The web is no different. Unless individuals and corporations are persuaded to
do otherwise, they will continue to use metrics as they please.

------
bryanh
I really love Mixpanel, it is the "best in breed" when it comes to event
analytics. I don't think many people would argue with that, it's awesome. In
fact, we use it at Zapier for pretty much everything (basic funnels, A/B
testing, retention, engagement, etc...) and we haven't even reached our full
potential with it yet. But I still have some pretty fundamental beefs with the
state of analytics software in general.

About the article, the problem stems from the fact that proper analytics is
hard and is (arguably) getting harder with more advanced packages.Shouldn't it
be going in the opposite direction?

It is a lot easier to track discrete downloads or pageviews than some other,
more insightful metric, so people will naturally gravitate to the cheaper
metrics. Until this is reversed, bullshit metrics will reign.

Anyways, my beefs:

 _First_ : how do you decide what data to send into the package?

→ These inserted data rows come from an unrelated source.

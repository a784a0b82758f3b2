use serde::{Deserialize, Serialize};
use std::collections::{BTreeMap, HashMap};
use std::sync::Arc;
use std::time::Instant;
use tokio::sync::RwLock;
use crate::search::SearchOrchestrator;
use crate::types::ProviderId;

/// Searches needed before the success rate counts toward health
pub const MIN_SEARCHES_FOR_RATE: u64 = 10;

/// Success rate percentage below which the search component is degraded
pub const DEGRADED_SUCCESS_RATE: f64 = 50.0;

/// Health checks over the orchestrator's providers, cache and recent searches
#[derive(Clone)]
pub struct HealthService {
    components: Arc<RwLock<HashMap<String, ComponentHealth>>>,
    started_at: Instant,
}

/// Health status of individual components
#[derive(Debug, Clone, Serialize, Deserialize)]
pub struct ComponentHealth {
    pub status: HealthStatus,
    pub last_check: chrono::DateTime<chrono::Utc>,
    pub message: Option<String>,
    pub response_time_ms: Option<f64>,
}

/// Overall health status
#[derive(Debug, Clone, Copy, Serialize, Deserialize, PartialEq, Eq)]
#[serde(rename_all = "lowercase")]
pub enum HealthStatus {
    Healthy,
    Degraded,
    Unhealthy,
}

/// Health check response
#[derive(Debug, Serialize, Deserialize)]
pub struct HealthResponse {
    pub status: HealthStatus,
    pub timestamp: chrono::DateTime<chrono::Utc>,
    pub service: ServiceInfo,
    pub components: HashMap<String, ComponentHealth>,
    pub uptime_seconds: u64,
}

/// Service information
#[derive(Debug, Serialize, Deserialize)]
pub struct ServiceInfo {
    pub name: String,
    pub version: String,
    pub environment: String,
}

/// Readiness summary: ready unless some component is unhealthy
#[derive(Debug, Serialize, Deserialize)]
pub struct ReadinessResponse {
    pub ready: bool,
    pub checks: BTreeMap<String, bool>,
    pub timestamp: chrono::DateTime<chrono::Utc>,
}

impl Default for HealthService {
    fn default() -> Self {
        Self::new()
    }
}

impl HealthService {
    /// Create a new health service
    pub fn new() -> Self {
        Self {
            components: Arc::new(RwLock::new(HashMap::new())),
            started_at: Instant::now(),
        }
    }

    /// Update component health status
    pub async fn update_component_health(
        &self,
        component: &str,
        status: HealthStatus,
        message: Option<String>,
        response_time_ms: Option<f64>,
    ) {
        let health = ComponentHealth {
            status,
            last_check: chrono::Utc::now(),
            message,
            response_time_ms,
        };

        let mut components = self.components.write().await;
        components.insert(component.to_string(), health);
    }

    /// Latest recorded health of every component
    pub async fn components(&self) -> HashMap<String, ComponentHealth> {
        self.components.read().await.clone()
    }

    /// Provider availability. Running on the keyless DuckDuckGo fallback
    /// alone is degraded; no providers at all is unhealthy.
    pub fn check_providers(&self, orchestrator: &SearchOrchestrator) -> (HealthStatus, Option<String>) {
        let providers = orchestrator.providers();
        let primary = providers.primary_ids();
        let fallback = providers.fallback_ids();
        let names = |ids: &[ProviderId]| ids.iter().map(ProviderId::as_str).collect::<Vec<_>>().join(", ");

        if providers.is_empty() {
            return (HealthStatus::Unhealthy, Some("No search providers are enabled".to_string()));
        }

        let message = format!("primary: [{}], fallback: [{}]", names(primary.as_slice()), names(fallback.as_slice()));
        if primary.is_empty() || primary == [ProviderId::DuckDuckGo] {
            (HealthStatus::Degraded, Some(format!("Only fallback providers available; {}", message)))
        } else {
            (HealthStatus::Healthy, Some(message))
        }
    }

    /// Cache reachability; a broken cache degrades but never fails search
    pub async fn check_cache(&self, orchestrator: &SearchOrchestrator) -> (HealthStatus, Option<String>, Option<f64>) {
        let cache = orchestrator.cache();
        if !cache.is_enabled() {
            return (HealthStatus::Healthy, Some("Result cache disabled".to_string()), None);
        }

        let start = Instant::now();
        match cache.stats().await {
            Ok(report) => {
                let duration = start.elapsed().as_secs_f64() * 1000.0;
                let message = format!(
                    "{} cache: {}/{} entries, hit ratio {:.2}",
                    report.store.backend, report.store.size, report.store.max_size, report.lookups.hit_ratio
                );
                (HealthStatus::Healthy, Some(message), Some(duration))
            }
            Err(e) => (
                HealthStatus::Degraded,
                Some(format!("Cache unavailable: {}", e)),
                None,
            ),
        }
    }

    /// Recent search success rate
    pub fn check_search(&self, orchestrator: &SearchOrchestrator) -> (HealthStatus, Option<String>) {
        let overall = orchestrator.monitor().overall_stats();
        let message = format!(
            "{} searches, success rate {:.2}%",
            overall.total_requests, overall.success_rate
        );

        if overall.total_requests >= MIN_SEARCHES_FOR_RATE && overall.success_rate < DEGRADED_SUCCESS_RATE {
            (HealthStatus::Degraded, Some(message))
        } else {
            (HealthStatus::Healthy, Some(message))
        }
    }

    /// Perform comprehensive health check
    pub async fn check(&self, orchestrator: &SearchOrchestrator) -> HealthResponse {
        let (provider_status, provider_message) = self.check_providers(orchestrator);
        self.update_component_health("providers", provider_status, provider_message, None)
            .await;

        let (cache_status, cache_message, cache_time) = self.check_cache(orchestrator).await;
        self.update_component_health("cache", cache_status, cache_message, cache_time)
            .await;

        let (search_status, search_message) = self.check_search(orchestrator);
        self.update_component_health("search", search_status, search_message, None)
            .await;

        let components = self.components.read().await;
        let overall_status = calculate_overall_status(&components);

        HealthResponse {
            status: overall_status,
            timestamp: chrono::Utc::now(),
            service: ServiceInfo {
                name: "web-search-aggregator".to_string(),
                version: env!("CARGO_PKG_VERSION").to_string(),
                environment: std::env::var("ENVIRONMENT").unwrap_or_else(|_| "development".to_string()),
            },
            components: components.clone(),
            uptime_seconds: self.started_at.elapsed().as_secs(),
        }
    }

    /// Readiness check: every component must be at least degraded
    pub async fn readiness(&self, orchestrator: &SearchOrchestrator) -> ReadinessResponse {
        let health = self.check(orchestrator).await;
        let checks: BTreeMap<_, _> = health
            .components
            .iter()
            .map(|(name, component)| (name.clone(), component.status != HealthStatus::Unhealthy))
            .collect();

        ReadinessResponse {
            ready: checks.values().all(|ok| *ok),
            checks,
            timestamp: health.timestamp,
        }
    }

    /// Liveness check: the process is running
    pub fn liveness(&self) -> serde_json::Value {
        serde_json::json!({
            "status": "alive",
            "timestamp": chrono::Utc::now().to_rfc3339(),
            "uptime_seconds": self.started_at.elapsed().as_secs()
        })
    }
}

/// Worst status across components
pub fn calculate_overall_status(components: &HashMap<String, ComponentHealth>) -> HealthStatus {
    let mut has_degraded = false;

    for health in components.values() {
        match health.status {
            HealthStatus::Unhealthy => return HealthStatus::Unhealthy,
            HealthStatus::Degraded => has_degraded = true,
            HealthStatus::Healthy => {}
        }
    }

    if has_degraded {
        HealthStatus::Degraded
    } else {
        HealthStatus::Healthy
    }
}

#[cfg(test)]
mod tests {
    use super::*;

    fn component(status: HealthStatus) -> ComponentHealth {
        ComponentHealth {
            status,
            last_check: chrono::Utc::now(),
            message: None,
            response_time_ms: None,
        }
    }

    #[tokio::test]
    async fn test_health_service_creation() {
        let service = HealthService::new();
        assert!(service.components().await.is_empty());
    }

    #[tokio::test]
    async fn test_component_health_update() {
        let service = HealthService::new();

        service.update_component_health(
            "test_component",
            HealthStatus::Healthy,
            Some("All good".to_string()),
            Some(10.5),
        ).await;

        let components = service.components().await;
        let health = components.get("test_component").unwrap();

        assert_eq!(health.status, HealthStatus::Healthy);
        assert_eq!(health.message, Some("All good".to_string()));
        assert_eq!(health.response_time_ms, Some(10.5));
    }

    #[test]
    fn test_overall_status_calculation() {
        let mut components = HashMap::new();
        components.insert("providers".to_string(), component(HealthStatus::Healthy));
        components.insert("cache".to_string(), component(HealthStatus::Healthy));
        assert_eq!(calculate_overall_status(&components), HealthStatus::Healthy);

        components.insert("search".to_string(), component(HealthStatus::Degraded));
        assert_eq!(calculate_overall_status(&components), HealthStatus::Degraded);

        components.insert("providers".to_string(), component(HealthStatus::Unhealthy));
        assert_eq!(calculate_overall_status(&components), HealthStatus::Unhealthy);
    }

    #[test]
    fn test_status_serialization() {
        assert_eq!(serde_json::to_string(&HealthStatus::Degraded).unwrap(), "\"degraded\"");
    }

    #[test]
    fn test_liveness() {
        let live = HealthService::new().liveness();
        assert_eq!(live["status"], "alive");
    }
}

The more data you send, the better (sure), but at a certain point you are just
duplicating your internal datastore, so that is too much, right? But not
enough and you'll miss a chance to understand a phenomena that you didn't
predict seeing (isn't that the point?). After you decide, then you write a
crapton of code to send it all (what about backfilling data when you want to
track something new?).

 _Second_ : once you are collecting the data, how do you know what metrics to
actively track?

This is definitely existential, but it's back to the core problem: doing
analytics properly is _hard_. Why couldn't the software let me define some
properties about the _type_ of app I am running and suggest some strategies
(you have a subscription SaaS app? Try tracking paid plan retention, signup
funnels, etc...). Maybe it could go even further with _reverse_ funnels, as
in: what events are the most important and work backwards. I could see some
automation and discovery possibilities there.

 _Third_ : do I really have to dig around trying to find something useful?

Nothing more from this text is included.